You'd probably have to go full out and remove all [1] Non-Dos first then any [2]other logical drives, [3]extended part and Lastly the [4] Primary active......in that order (reverse this when creating new Parts)..reboot into BIOS and set Primary IDE Master to "Auto", so the BIOS can see the HDD parameters correctly(check the physical cable conn and jumpers on drive too)...boot to Win98 Startup floppy and create New Partitions for 98 -or- the XP CDROM for XP....
Now I realize you can't get into the BIOS...that sucks....you may have to remove the BIOS jumper on Mobo or set it to "Recovery"....IBM/Compaq/HP BIOSs are tricky, as said by another with weird Diagnostic partitions and BIOS code in hidden HDD part. sometimes...D/l an updated BIOS and Flash if necessary. Also may want to use to completely wipe the Drive. Get the LLF tool from HDD manu. website - IBM? and LLF ......then proceed.
Running Fdisk /mbr here is no good as Ontrack customised the MBR and not being able to boot or see the Drive would be the symptom..

TT4U

Notification:
These are just my thoughts....and should be carefully measured against other opinions.
Backup All Important Data/Docs
 
fdisk /mbr

Ed Fair
Give the wrong symptoms, get the wrong solutions.
 
fdisk /mbr
Well, i guess it couldn't hurt to try at this point.....could you expound just a bit more for me Edfair?..I would've thought you would have suggested fdisk /mbr long ago in this thread, but didn't, for the reasons I stated.

TT4U

Notification:
These are just my thoughts....and should be carefully measured against other opinions.
Backup All Important Data/Docs
 
I talked to my son-in-law. This might have been the entirely wrong thing to do but is has allowed closure to the issue... for the moment. I removed the system battery and waited a few minutes, reinserted it and got into the BIOS, set the boot order and voila. Now, the boot agent still initializes but after the opening screen it boots up into Windows normally.
Any further thoughts?
 
Until the MBR problem became apparent, there didn't seem to be the need. I didn't recall DDO hanging on after a partition removal. Kill disk would have been OK. That would have been my next shot. Or the manufacturer's cleanout program.
Evidently we were posting at the same time.

I suspect that the BIOS values for the hard drive parameters were glitched by something. That would send the DDO into orbit. Probably would have sent anything into orbit but DDO is little used now and not many remember the details of how and why.

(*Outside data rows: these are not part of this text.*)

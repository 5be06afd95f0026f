//! Voice register model shared by all synthesis engines.
//!
//! A voice is one of four independent sound channels. Its public face
//! is four small integer registers; anything else an engine keeps per
//! voice (oscillator phase, polynomial counter positions) stays behind
//! the engine boundary.

use serde::{Deserialize, Serialize};

/// Number of voices per engine instance.
pub const NUM_VOICES: usize = 4;

/// Maximum value of the `gate` register (boolean-valued).
pub const MAX_GATE: u8 = 1;

/// Maximum value of the `freq` divisor register.
pub const MAX_FREQ: u8 = 31;

/// Maximum value of the `wave` selection register.
pub const MAX_WAVE: u8 = 15;

/// Maximum value of the `vol` register.
pub const MAX_VOL: u8 = 15;

/// Public control registers of a single voice.
///
/// Registers are clamped to their declared ranges after any mutation;
/// an engine never holds an out-of-range value.
#[derive(Clone, Copy, Debug, Default, PartialEq, Eq, Serialize, Deserialize)]
pub struct VoiceParams {
    /// Whether the voice is sounding (0 or 1).
    pub gate: u8,
    /// Engine-specific frequency divisor, 0-31.
    pub freq: u8,
    /// Waveform/noise mode selector, 0-15.
    pub wave: u8,
    /// Linear output level, 0-15.
    pub vol: u8,
}

impl VoiceParams {
    /// Return a copy with every register clamped to its valid range.
    #[inline]
    pub fn clamped(self) -> Self {
        Self {
            gate: self.gate.min(MAX_GATE),
            freq: self.freq.min(MAX_FREQ),
            wave: self.wave.min(MAX_WAVE),
            vol: self.vol.min(MAX_VOL),
        }
    }

    /// A voice contributes output only when gated with non-zero volume.
    #[inline]
    pub fn is_audible(&self) -> bool {
        self.gate != 0 && self.vol != 0
    }
}

/// Partial voice update merged by [`set_voice`].
///
/// Absent fields leave the corresponding register untouched.
///
/// [`set_voice`]: crate::SynthEngine::set_voice
#[derive(Clone, Copy, Debug, Default, PartialEq, Eq, Serialize, Deserialize)]
pub struct VoicePatch {
    /// New gate value, if any.
    pub gate: Option<u8>,
    /// New frequency divisor, if any.
    pub freq: Option<u8>,
    /// New waveform selector, if any.
    pub wave: Option<u8>,
    /// New volume, if any.
    pub vol: Option<u8>,
}

impl VoicePatch {
    /// Build a patch setting all four registers.
    pub fn from_values(gate: u8, freq: u8, wave: u8, vol: u8) -> Self {
        Self {
            gate: Some(gate),
            freq: Some(freq),
            wave: Some(wave),
            vol: Some(vol),
        }
    }

    /// Build a patch touching only the gate register.
    pub fn gate_only(gate: u8) -> Self {
        Self {
            gate: Some(gate),
            ..Self::default()
        }
    }

    /// Merge this patch into `params`, clamping the result.
    pub fn apply_to(&self, params: &mut VoiceParams) {
        if let Some(gate) = self.gate {
            params.gate = gate;
        }
        if let Some(freq) = self.freq {
            params.freq = freq;
        }
        if let Some(wave) = self.wave {
            params.wave = wave;
        }
        if let Some(vol) = self.vol {
            params.vol = vol;
        }
        *params = params.clamped();
    }
}

impl From<VoiceParams> for VoicePatch {
    /// A full snapshot becomes a patch that restores every register.
    fn from(params: VoiceParams) -> Self {
        Self::from_values(params.gate, params.freq, params.wave, params.vol)
    }
}

#[cfg(test)]
mod tests {
    use super::*;

    #[test]
    fn clamps_out_of_range_registers() {
        let params = VoiceParams {
            gate: 7,
            freq: 200,
            wave: 99,
            vol: 255,
        }
        .clamped();

        assert_eq!(params.gate, MAX_GATE);
        assert_eq!(params.freq, MAX_FREQ);
        assert_eq!(params.wave, MAX_WAVE);
        assert_eq!(params.vol, MAX_VOL);
    }

    #[test]
    fn patch_merges_only_present_fields() {
        let mut params = VoiceParams {
            gate: 1,
            freq: 10,
            wave: 3,
            vol: 12,
        };

        VoicePatch {
            freq: Some(4),
            ..VoicePatch::default()
        }
        .apply_to(&mut params);

        assert_eq!(params.freq, 4);
        assert_eq!(params.gate, 1);
        assert_eq!(params.wave, 3);
        assert_eq!(params.vol, 12);
    }

    #[test]
    fn patch_clamps_after_merge() {
        let mut params = VoiceParams::default();
        VoicePatch::from_values(9, 99, 99, 99).apply_to(&mut params);

        assert_eq!(
            params,
            VoiceParams {
                gate: 1,
                freq: 31,
                wave: 15,
                vol: 15
            }
        );
    }

    #[test]
    fn audibility_requires_gate_and_volume() {
        let mut params = VoiceParams {
            gate: 1,
            freq: 8,
            wave: 0,
            vol: 15,
        };
        assert!(params.is_audible());

        params.gate = 0;
        assert!(!params.is_audible());

        params.gate = 1;
        params.vol = 0;
        assert!(!params.is_audible());
    }
}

In any event, you probably need to be thinking about replacing the use of it unless you find the documentation and drivers. As long as you are unprotected you are at risk. And get your EBD loaded so the drive is visible in an emergency situation. I used to keep at least 2 EBDs for any machine that had any special driver required to boot from floppy.

Ed Fair
Give the wrong symptoms, get the wrong solutions.
 
The Intel Boot agent is probably in the BIOS Code to assist in a "Network" Boot option, though dunno, "if" it's still there after a Clean Full install of Win (use 98? or XP?). Look in BIOS referring to this fact and if NOT on a network (obvious?)disable the Network Boot, or move the choice to last in line of Boot Device order....may need to Disable Onboard LAN, and or Disable/Remove the NIC in Device Mangler...XP setup may have detected the NIC and loaded a Networking Protocol/Adapter/Client you aren't using.

TT4U

Notification:
These are just my thoughts....and should be carefully measured against other opinions.
Backup All Important Data/Docs
 
edfair;
btw, thanx for the follow up, makes more sense now.

TT4U

Notification:
These are just my thoughts....and should be carefully measured against other opinions.